The first line of the entries below, the line containing "receives a read-only", and every line between them should be repeated exactly, and nothing else.

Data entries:
# # # #
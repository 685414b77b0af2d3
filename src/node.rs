//! Node execution framework.
//!
//! This module provides the core abstractions for executable workflow nodes:
//! the [`Node`] trait, the execution context handed to each invocation, the
//! [`NodeRegistry`] that binds node implementations to declared read/write
//! sets, and the error types for both.

use async_trait::async_trait;
use miette::Diagnostic;
use rustc_hash::FxHashMap;
use std::fmt;
use std::sync::Arc;
use thiserror::Error;

use crate::event_bus::Event;
use crate::schema::StateSchema;
use crate::state::{StateInstance, StatePatch, StateView};
use crate::types::NodeId;

/// Core trait defining executable workflow nodes.
///
/// A node is a pure state transformation: it receives a read-only
/// [`StateView`] projected to its declared read set, does its work, and
/// returns a [`StatePatch`] covering a subset of its declared write set.
/// Nodes never mutate shared state and never see sibling writes from their
/// own layer, which is what makes concurrent branches safe.
///
/// # Error Handling
///
/// Returning `Err(NodeError)` is fatal for the run; the executor surfaces
/// the failure together with all state merged up to the node's layer.
///
/// # Examples
///
/// ```rust,no_run
/// use async_trait::async_trait;
/// use loomflow::node::{Node, NodeContext, NodeError};
/// use loomflow::state::{StatePatch, StateView};
/// use serde_json::json;
///
/// struct CleanLogs;
///
/// #[async_trait]
/// impl Node for CleanLogs {
///     async fn run(&self, view: StateView, ctx: NodeContext) -> Result<StatePatch, NodeError> {
///         ctx.emit("clean", "normalizing raw logs")?;
///         let raw = view
///             .get_array("raw_logs")
///             .ok_or(NodeError::MissingInput { what: "raw_logs" })?;
///         let mut patch = StatePatch::default();
///         patch.insert("cleaned_logs".into(), json!(raw));
///         Ok(patch)
///     }
/// }
/// ```
#[async_trait]
pub trait Node: Send + Sync {
    /// Execute this node against its projected view of the state.
    async fn run(&self, view: StateView, ctx: NodeContext) -> Result<StatePatch, NodeError>;
}

/// Execution context passed to nodes during workflow execution.
///
/// Carries the node's identity, the index of the layer it runs in, and a
/// sender for the run's event bus.
#[derive(Clone, Debug)]
pub struct NodeContext {
    /// Identifier of the node being invoked.
    pub node_id: String,
    /// Zero-based index of the execution layer this invocation belongs to.
    pub layer: u64,
    /// Channel for emitting events to the run's event bus.
    pub event_bus_sender: flume::Sender<Event>,
}

impl NodeContext {
    /// Emit a node-scoped event enriched with this context's metadata.
    pub fn emit(
        &self,
        scope: impl Into<String>,
        message: impl Into<String>,
    ) -> Result<(), NodeError> {
        self.event_bus_sender
            .send(Event::node_message_with_meta(
                self.node_id.clone(),
                self.layer,
                scope,
                message,
            ))
            .map_err(|_| NodeError::EventBusUnavailable)
    }
}

/// Errors that can occur during node execution.
///
/// These are fatal for the run. The executor wraps them with the failing
/// node's identity and the partially merged state.
#[derive(Debug, Error, Diagnostic)]
pub enum NodeError {
    /// Expected input data is missing from the node's view.
    #[error("missing expected input: {what}")]
    #[diagnostic(
        code(loomflow::node::missing_input),
        help("Check that an upstream node produced the required field.")
    )]
    MissingInput { what: &'static str },

    /// External provider or service error.
    #[error("provider error ({provider}): {message}")]
    #[diagnostic(code(loomflow::node::provider))]
    Provider {
        provider: &'static str,
        message: String,
    },

    /// JSON serialization/deserialization error.
    #[error(transparent)]
    #[diagnostic(code(loomflow::node::serde_json))]
    Serde(#[from] serde_json::Error),

    /// Input validation failed.
    #[error("validation failed: {0}")]
    #[diagnostic(
        code(loomflow::node::validation),
        help("Check input data format and required fields.")
    )]
    ValidationFailed(String),

    /// A nested graph invoked by this node failed.
    #[error("nested workflow failed: {message}")]
    #[diagnostic(code(loomflow::node::subgraph))]
    Subgraph { message: String },

    /// Event could not be sent due to event bus disconnection.
    #[error("failed to emit event: event bus unavailable")]
    #[diagnostic(
        code(loomflow::node::event_bus_unavailable),
        help("The event bus listener may have been stopped.")
    )]
    EventBusUnavailable,
}

/// A node implementation together with its declared field accesses.
#[derive(Clone)]
pub struct NodeBinding {
    node: Arc<dyn Node>,
    reads: Vec<String>,
    writes: Vec<String>,
}

impl fmt::Debug for NodeBinding {
    fn fmt(&self, f: &mut fmt::Formatter<'_>) -> fmt::Result {
        f.debug_struct("NodeBinding")
            .field("reads", &self.reads)
            .field("writes", &self.writes)
            .finish_non_exhaustive()
    }
}

impl NodeBinding {
    pub fn node(&self) -> &Arc<dyn Node> {
        &self.node
    }

    /// Fields this node may read, in declaration order.
    pub fn reads(&self) -> &[String] {
        &self.reads
    }

    /// Fields this node may write, in declaration order.
    pub fn writes(&self) -> &[String] {
        &self.writes
    }

    /// Run the bound node against an already-projected view and enforce the
    /// declared write set on the resulting patch.
    pub async fn invoke(
        &self,
        id: &NodeId,
        view: StateView,
        ctx: NodeContext,
    ) -> Result<StatePatch, InvokeError> {
        let patch = self
            .node
            .run(view, ctx)
            .await
            .map_err(|source| InvokeError::Node {
                node: id.clone(),
                source,
            })?;

        for field in patch.keys() {
            if !self.writes.iter().any(|w| w == field) {
                return Err(InvokeError::UnauthorizedWrite {
                    node: id.clone(),
                    field: field.clone(),
                });
            }
        }

        Ok(patch)
    }
}

/// Binds node identifiers to implementations and declared read/write sets,
/// all validated against one state schema.
///
/// Registration is the only gate between a node and the state: at run time
/// the registry projects the state down to the declared reads before
/// invocation and rejects any patched field outside the declared writes.
#[derive(Clone)]
pub struct NodeRegistry {
    schema: Arc<StateSchema>,
    bindings: FxHashMap<NodeId, NodeBinding>,
}

impl fmt::Debug for NodeRegistry {
    fn fmt(&self, f: &mut fmt::Formatter<'_>) -> fmt::Result {
        f.debug_struct("NodeRegistry")
            .field("shape", &self.schema.name())
            .field("bindings", &self.bindings)
            .finish()
    }
}

impl NodeRegistry {
    /// A registry whose nodes operate on `schema`.
    pub fn new(schema: Arc<StateSchema>) -> Self {
        Self {
            schema,
            bindings: FxHashMap::default(),
        }
    }

    /// The schema this registry validates against.
    pub fn schema(&self) -> &Arc<StateSchema> {
        &self.schema
    }

    /// Register `node` under `id` with its declared read and write sets.
    ///
    /// Every declared field must exist in the schema, and `id` must be
    /// fresh; both checks fail with the first offending name.
    pub fn register<R, W, S, T>(
        &mut self,
        id: impl Into<NodeId>,
        node: Arc<dyn Node>,
        reads: R,
        writes: W,
    ) -> Result<&mut Self, RegistryError>
    where
        R: IntoIterator<Item = S>,
        W: IntoIterator<Item = T>,
        S: Into<String>,
        T: Into<String>,
    {
        let id = id.into();
        if self.bindings.contains_key(&id) {
            return Err(RegistryError::DuplicateNode { node: id });
        }

        let reads: Vec<String> = reads.into_iter().map(Into::into).collect();
        let writes: Vec<String> = writes.into_iter().map(Into::into).collect();
        for field in reads.iter().chain(writes.iter()) {
            if !self.schema.contains(field) {
                return Err(RegistryError::UnknownField {
                    node: id,
                    field: field.clone(),
                    shape: self.schema.name().to_string(),
                });
            }
        }

        self.bindings
            .insert(id, NodeBinding { node, reads, writes });
        Ok(self)
    }

    /// Look up the binding for `id`.
    pub fn binding(&self, id: &NodeId) -> Option<&NodeBinding> {
        self.bindings.get(id)
    }

    /// Returns `true` if `id` is registered.
    pub fn contains(&self, id: &NodeId) -> bool {
        self.bindings.contains_key(id)
    }

    /// Invoke the node bound to `id` against `state`.
    ///
    /// The state is projected down to the node's declared reads before the
    /// call, and the returned patch is checked against the declared writes.
    /// A field outside the write set is an [`InvokeError::UnauthorizedWrite`]
    /// and discards the whole patch.
    pub async fn invoke(
        &self,
        id: &NodeId,
        state: &StateInstance,
        ctx: NodeContext,
    ) -> Result<StatePatch, InvokeError> {
        let binding = self
            .bindings
            .get(id)
            .ok_or_else(|| InvokeError::UnknownNode { node: id.clone() })?;

        let view = state.project(binding.reads());
        binding.invoke(id, view, ctx).await
    }
}

/// Errors raised while registering nodes.
#[derive(Debug, Error, Diagnostic)]
pub enum RegistryError {
    /// A node identifier was registered twice.
    #[error("node already registered: {node}")]
    #[diagnostic(code(loomflow::node::duplicate_node))]
    DuplicateNode { node: NodeId },

    /// A declared read or write names a field the schema does not have.
    #[error("node {node} declares unknown field {field:?} (shape {shape})")]
    #[diagnostic(
        code(loomflow::node::unknown_field),
        help("Declared reads and writes must name fields of the registry's schema.")
    )]
    UnknownField {
        node: NodeId,
        field: String,
        shape: String,
    },
}

/// Errors raised while invoking a registered node.
#[derive(Debug, Error, Diagnostic)]
pub enum InvokeError {
    /// The identifier is not registered.
    #[error("unknown node: {node}")]
    #[diagnostic(code(loomflow::node::unknown_node))]
    UnknownNode { node: NodeId },

    /// The node patched a field outside its declared write set.
    #[error("node {node} wrote undeclared field {field:?}")]
    #[diagnostic(
        code(loomflow::node::unauthorized_write),
        help("Add the field to the node's declared writes, or stop patching it.")
    )]
    UnauthorizedWrite { node: NodeId, field: String },

    /// The node itself failed.
    #[error("node {node} failed")]
    #[diagnostic(code(loomflow::node::failed))]
    Node {
        node: NodeId,
        #[source]
        #[diagnostic_source]
        source: NodeError,
    },
}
# # # #
Response:
repository 685414b77b0af2d3
filename src/node.rs
//! Node execution framework.
//!
//! This module provides the core abstractions for executable workflow nodes:
//! the [`Node`] trait, the execution context handed to each invocation, the
//! [`NodeRegistry`] that binds node implementations to declared read/write
//! sets, and the error types for both.

use async_trait::async_trait;
use miette::Diagnostic;
use rustc_hash::FxHashMap;
use std::fmt;
use std::sync::Arc;
use thiserror::Error;

use crate::event_bus::Event;
use crate::schema::StateSchema;
use crate::state::{StateInstance, StatePatch, StateView};
use crate::types::NodeId;

/// Core trait defining executable workflow nodes.
///
/// A node is a pure state transformation: it receives a read-only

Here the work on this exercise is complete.